Because the patient complained of limited elbow ROM (elbow flexion, 110°; extension, −50°) and irritation from the olecranon hardware, a second operation was performed 14 months after surgery. Under general anesthesia, the olecranon hardware was removed, the anterior and posterior capsules were released, and the posterior oblique ligament of the medial collateral ligament of the elbow was resected via a medial approach. Flexion ROM of 135° and extension ROM of −30° were achieved intraoperatively.

At the final follow-up 2 years after surgery, the motor and sensory palsy of the radial nerve recovered to levels of the healthy side and grip strength for the right and left hands were 35.9 kg and 37.3 kg, respectively. The respective ROM for the right extremity was as follows: elbow flexion, 120°; elbow extension, −35°; forearm pronation, 90°; and forearm supination, 70°. The radiographs showed normal congruence of the elbow joint without osteoarthritic change (Figures 4(a) and 4(b)).

3. Discussion

We presented a case of olecranon and lateral humeral epicondyle fracture caused by high energy trauma. Initial treatment involved fixation of the olecranon, resulting in limited ROM of the elbow caused by malunion of the lateral humeral epicondyle. This pathology was caused by the displaced and malunited lateral epicondyle, including the entire insertion of the LCL and the extensors, which contribute to stability of the lateral side of the elbow [2].

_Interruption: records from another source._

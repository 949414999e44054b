//! Bit widths and fixed offsets of the record layouts.
use crate::version::ItemVersion;

pub(crate) const MARKER_BITS: u32 = 16;
pub(crate) const FLAGS_BITS: u32 = 32;
pub(crate) const CODE_BITS: u32 = 32;
pub(crate) const CHILDREN_BITS: u32 = 3;
pub(crate) const ITEM_ID_BITS: u32 = 32;
pub(crate) const SEED_BITS: u32 = 32;
pub(crate) const LEVEL_BITS: u32 = 7;
pub(crate) const PICTURE_BITS: u32 = 3;
pub(crate) const CLASS_AFFIX_BITS: u32 = 11;
pub(crate) const RUNEWORD_ID_BITS: u32 = 12;
pub(crate) const RUNEWORD_EXTRA_BITS: u32 = 4;
/// Value the game always writes after a runeword id.
pub(crate) const RUNEWORD_EXTRA: u8 = 5;
pub(crate) const TOME_BITS: u32 = 5;
pub(crate) const REALM_WORDS: usize = 3;
pub(crate) const DEFENSE_BIAS: u32 = 10;
pub(crate) const MAX_DURABILITY_BITS: u32 = 8;
pub(crate) const QUANTITY_BITS: u32 = 9;
pub(crate) const SOCKETS_BITS: u32 = 4;
pub(crate) const SET_MASK_BITS: u32 = 5;
pub(crate) const EAR_CLASS_BITS: u32 = 3;
pub(crate) const EAR_LEVEL_BITS: u32 = 7;

// Fixed-length generations share their header.
pub(crate) const LEGACY_FLAGS: usize = 16;
pub(crate) const LEGACY_CODE: usize = 48;
pub(crate) const LEGACY_LOCATION: usize = 80;
pub(crate) const LEGACY_CHILDREN: usize = 98;
pub(crate) const LEGACY_DURABILITY_BITS: u32 = 8;
pub(crate) const LEGACY_DEFENSE_BITS: u32 = 11;

/// Field offsets of one fixed-length generation.
#[derive(Clone, Copy, Debug, PartialEq, Eq)]
pub(crate) struct LegacyLayout {
    pub simple_bytes: usize,
    pub full_bytes: usize,
    pub item_id: usize,
    pub seed: usize,
    pub level: usize,
    pub quality: Option<usize>,
    /// Current then maximum, 8 bits each.
    pub durability: usize,
    pub quantity: usize,
    pub socket_count: Option<usize>,
    pub quality_data: Option<usize>,
    pub defense: Option<usize>,
    /// Unassigned ranges of the simple prefix, as `(offset, width)`.
    pub simple_reserved: (usize, usize),
    /// Unassigned ranges after the full fields.
    pub full_reserved: (usize, usize),
}

const V100_LAYOUT: LegacyLayout = LegacyLayout {
    simple_bytes: 14,
    full_bytes: 27,
    item_id: 112,
    seed: 144,
    level: 176,
    quality: None,
    durability: 183,
    quantity: 199,
    socket_count: None,
    quality_data: None,
    defense: None,
    simple_reserved: (101, 11),
    full_reserved: (208, 8),
};

const V104_LAYOUT: LegacyLayout = LegacyLayout {
    simple_bytes: 15,
    full_bytes: 31,
    item_id: 120,
    seed: 152,
    level: 184,
    quality: None,
    durability: 191,
    quantity: 207,
    socket_count: Some(216),
    quality_data: None,
    defense: None,
    simple_reserved: (101, 19),
    full_reserved: (220, 28),
};

const V107_LAYOUT: LegacyLayout = LegacyLayout {
    simple_bytes: 15,
    full_bytes: 40,
    item_id: 120,
    seed: 152,
    level: 184,
    quality: Some(191),
    durability: 195,
    quantity: 211,
    socket_count: Some(220),
    quality_data: Some(224),
    defense: Some(306),
    simple_reserved: (101, 19),
    full_reserved: (317, 3),
};

impl LegacyLayout {
    pub(crate) const fn for_version(version: ItemVersion) -> Option<&'static LegacyLayout> {
        match version {
            ItemVersion::V100 => Some(&V100_LAYOUT),
            ItemVersion::V104 => Some(&V104_LAYOUT),
            ItemVersion::V107 => Some(&V107_LAYOUT),
            _ => None,
        }
    }

    pub(crate) const fn bytes(&self, simple: bool) -> usize {
        if simple { self.simple_bytes } else { self.full_bytes }
    }

    /// Reserved ranges present in a record of the given shape.
    pub(crate) fn reserved(&self, simple: bool) -> impl Iterator<Item = (usize, usize)> {
        let full = (!simple).then_some(self.full_reserved);
        core::iter::once(self.simple_reserved).chain(full)
    }
}

/// Header offsets of the variable generations: `(flags, tag, location)`.
pub(crate) const fn variable_header(version: ItemVersion) -> (usize, usize, usize) {
    if version.has_jm_marker() {
        (16, 48, 58)
    } else {
        (0, 32, 35)
    }
}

In the previous literature, the concomitant conditions of lateral humeral epicondyle fracture and LCL function insufficiency in adults have been reported in two case reports. In the acute setting, a 16-year-old man had suffered lateral epicondyle fracture and PLRI on initial presentation [4]. This case was treated by osteosynthesis of the lateral epicondyle and repair of the LCL, and bone union and stability of the elbow joint were achieved. In the chronic setting, a 36-year-old woman presented 8 months after injury with nonunion of the lateral humeral epicondyle [5]. Instability of the elbow was confirmed under general anesthesia. After resection of the epicondylar fragment, the LCL was repaired. At the 2-year follow-up, stability of the elbow joint had been achieved without arthritic changes. Both reports achieved stability of the elbow by osteosynthesis or ligament repair. In our case, the lateral epicondylar fragment included the LCL and extensors and should have been fixed during the initial treatment after checking instability.

We used cast immobilization instead of early mobilization, possibly accounting for the limited range of elbow motion postoperatively.

To the best of our knowledge, there has been no report of a case series with chronic lateral epicondylar nonunion or malunion. On the other hand, there are some reports on the surgical outcomes of instability due to medial epicondylar nonunion. Gilchrist et al. reported 5 cases of fragment excision of the medial epicondylar fragment and medial collateral ligament repair using suture anchors [6]. The average age of patients was 35 years, and the average duration from injury to surgery was 10 years. The ROM of the flexion-extension arc of the elbow at average 22 months after surgery was 117° without instability. Kaneshiro et al. reported the clinical results of excision of the medial epicondyle and ligament reconstruction using tendon grafts in 5 cases [7]. The average age of patients was 36 years, and the average duration from injury to surgery was 25 years. The ROM of the flexion-extension arc of the elbow at average 10 months after surgery was 138° without pain and instability. Ligament reconstruction with tendon grafts seems to yield better results because of the replacement of the shortened ligament. Because the final ROM of the elbow was still limited in our case in spite of repairing the ligament by judging its quality, a better ROM may have been obtained with ligament reconstruction.

Ethical Approval

This study followed the Declaration of Helsinki.

Written informed consent was obtained from the patient for publication of this case report and accompanying images.

Conflicts of Interest

The authors declare that there is no conflict of interest regarding the publication of this article.